■ Input data
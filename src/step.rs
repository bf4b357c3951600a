//! Step detection on the vertical accelerometer axis.
//!
//! The detector counts a step when accel.y rises above -6.0 m/s² (entering
//! the swing phase) and at least 300 ms have passed since the previous step.
//! The swing phase ends when accel.y drops below -9.0 m/s². Only entry is
//! time-gated.

use crate::motion::MotionSample;

/// Swing-phase entry threshold on accel.y (m/s²).
pub const STEP_ENTRY_THRESHOLD: f32 = -6.0;

/// Swing-phase exit threshold on accel.y (m/s²).
pub const STEP_EXIT_THRESHOLD: f32 = -9.0;

/// Minimum time between counted steps.
pub const MIN_STEP_INTERVAL_MS: u64 = 300;

/// Two-phase step detector.
#[derive(Clone, Debug, Default)]
pub struct StepDetector {
    in_swing: bool,
    last_step_ms: u64,
}

impl StepDetector {
    /// Creates a detector outside the swing phase.
    pub fn new() -> Self {
        Self::default()
    }

    /// Feeds one sample. Returns `true` when a step is detected.
    pub fn update(&mut self, sample: &MotionSample, now_ms: u64) -> bool {
        let y = sample.accel.y;

        if !self.in_swing {
            if y > STEP_ENTRY_THRESHOLD
                && now_ms.saturating_sub(self.last_step_ms) >= MIN_STEP_INTERVAL_MS
            {
                self.in_swing = true;
                self.last_step_ms = now_ms;
                return true;
            }
        } else if y < STEP_EXIT_THRESHOLD {
            self.in_swing = false;
        }

        false
    }

    /// Whether the detector is inside a swing phase.
    pub fn in_swing(&self) -> bool {
        self.in_swing
    }
}

/// Monotonic step tally.
///
/// Only ever incremented; survives mode switches and is reset only by
/// constructing a new counter.
#[derive(Clone, Copy, Debug, Default, PartialEq, Eq)]
pub struct StepCounter {
    total: u32,
}

impl StepCounter {
    /// Creates a counter at zero.
    pub fn new() -> Self {
        Self::default()
    }

    /// Records one step.
    #[inline]
    pub fn record(&mut self) {
        self.total = self.total.saturating_add(1);
    }

    /// Steps counted since boot.
    #[inline]
    pub fn total(&self) -> u32 {
        self.total
    }
}

#[cfg(test)]
mod tests {
    use super::*;

    fn y(v: f32) -> MotionSample {
        MotionSample::accel(0.0, v, 0.0)
    }

    #[test]
    fn step_counted_on_swing_entry() {
        let mut d = StepDetector::new();
        assert!(d.update(&y(-5.0), 1000));
        assert!(d.in_swing());
        // Still high: no second step until swing exits
        assert!(!d.update(&y(-4.0), 1400));
    }

    #[test]
    fn swing_exit_then_next_step() {
        let mut d = StepDetector::new();
        d.update(&y(-5.0), 1000);
        assert!(!d.update(&y(-9.5), 1100));
        assert!(!d.in_swing());
        assert!(d.update(&y(-5.0), 1300));
    }

    #[test]
    fn entry_gated_by_interval() {
        let mut d = StepDetector::new();
        d.update(&y(-5.0), 1000);
        d.update(&y(-10.0), 1050);
        assert!(!d.update(&y(-5.0), 1200));
        assert!(!d.in_swing());
        assert!(d.update(&y(-5.0), 1300));
    }

    #[test]
    fn exit_threshold_is_strict() {
        let mut d = StepDetector::new();
        d.update(&y(-5.0), 1000);
        d.update(&y(-9.0), 1100);
        assert!(d.in_swing());
    }

    #[test]
    fn counter_is_monotonic() {
        let mut c = StepCounter::new();
        assert_eq!(c.total(), 0);
        c.record();
        c.record();
        assert_eq!(c.total(), 2);
    }
}
//! Hardware abstraction traits for the motion sensor, button, and clock.
//!
//! This module defines the core hardware interfaces that allow rs-reps to
//! work across different platforms (ESP32, desktop mocks, etc.).
//!
//! # Key Traits
//!
//! | Trait | Purpose |
//! |-------|---------|
//! | [`MotionSensor`] | 6-axis inertial sensor (accel + gyro) |
//! | [`ButtonInput`] | Raw level of the toggle button |
//! | [`Clock`] | Time source for `no_std` environments |
//!
//! # Implementation
//!
//! For testing and desktop development, use the mock implementations
//! from [`crate::hal::mock`]. For ESP32 hardware, use the
//! implementations from `hal::esp32` (requires `esp32` feature).
//!
//! # Example
//!
//! ```rust
//! use rs_reps::traits::MotionSensor;
//! use rs_reps::hal::MockSensor;
//! use rs_reps::MotionSample;
//!
//! let mut sensor = MockSensor::new();
//! sensor.init().unwrap();
//! sensor.push(MotionSample::accel(0.0, -9.8, 0.0));
//!
//! let sample = sensor.read().unwrap();
//! assert_eq!(sample.accel.y, -9.8);
//! ```

use core::fmt::Debug;

use crate::motion::MotionSample;

/// Inertial sensor trait - abstracts a 6-axis accelerometer/gyroscope.
///
/// Implementations return acceleration in m/s² and angular rate in deg/s.
/// Drivers that report rad/s should convert with
/// [`MotionSample::from_si`].
///
/// # Example Implementation
///
/// ```rust,ignore
/// use rs_reps::traits::MotionSensor;
/// use rs_reps::{MotionSample, Vector3};
///
/// struct MyImu { /* bus handle */ }
///
/// impl MotionSensor for MyImu {
///     type Error = ();
///
///     fn init(&mut self) -> Result<(), ()> {
///         // Wake the chip, set ranges...
///         Ok(())
///     }
///
///     fn read(&mut self) -> Result<MotionSample, ()> {
///         // Burst-read the data registers...
///         Ok(MotionSample::default())
///     }
/// }
/// ```
pub trait MotionSensor {
    /// Error type for sensor operations.
    type Error: Debug;

    /// Bring the sensor up and configure its ranges.
    ///
    /// Called once at startup. A failure here is fatal to the device.
    fn init(&mut self) -> Result<(), Self::Error>;

    /// Read one fresh sample.
    fn read(&mut self) -> Result<MotionSample, Self::Error>;
}

/// Toggle button input.
///
/// Returns the raw, undebounced level. Debouncing is done by
/// [`Debouncer`](crate::Debouncer).
pub trait ButtonInput {
    /// Returns true if the input pin reads high.
    fn is_high(&self) -> bool;

    /// Returns true if the input pin reads low.
    ///
    /// With the usual pull-up wiring this means "pressed".
    fn is_low(&self) -> bool {
        !self.is_high()
    }
}

/// Time source trait for `no_std` compatibility.
///
/// Provides monotonic time in milliseconds for detector gates, rest timers,
/// and debouncing. On desktop, this can wrap `std::time::Instant`. On
/// embedded, use a hardware timer.
///
/// # Example
///
/// ```rust
/// use rs_reps::traits::Clock;
/// use rs_reps::hal::MockClock;
///
/// let mut clock = MockClock::new();
/// assert_eq!(clock.now_ms(), 0);
///
/// clock.advance(100);
/// assert_eq!(clock.now_ms(), 100);
/// ```
pub trait Clock {
    /// Returns current time in milliseconds since an arbitrary epoch.
    ///
    /// Must be monotonically increasing.
    fn now_ms(&self) -> u64;
}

■ Exercise objective
Please copy all lines of the listing in which the string "Result" occurs.

■ Written response
///     fn init(&mut self) -> Result<(), ()> {
///     fn read(&mut self) -> Result<MotionSample, ()> {
    fn init(&mut self) -> Result<(), Self::Error>;
    fn read(&mut self) -> Result<MotionSample, Self::Error>;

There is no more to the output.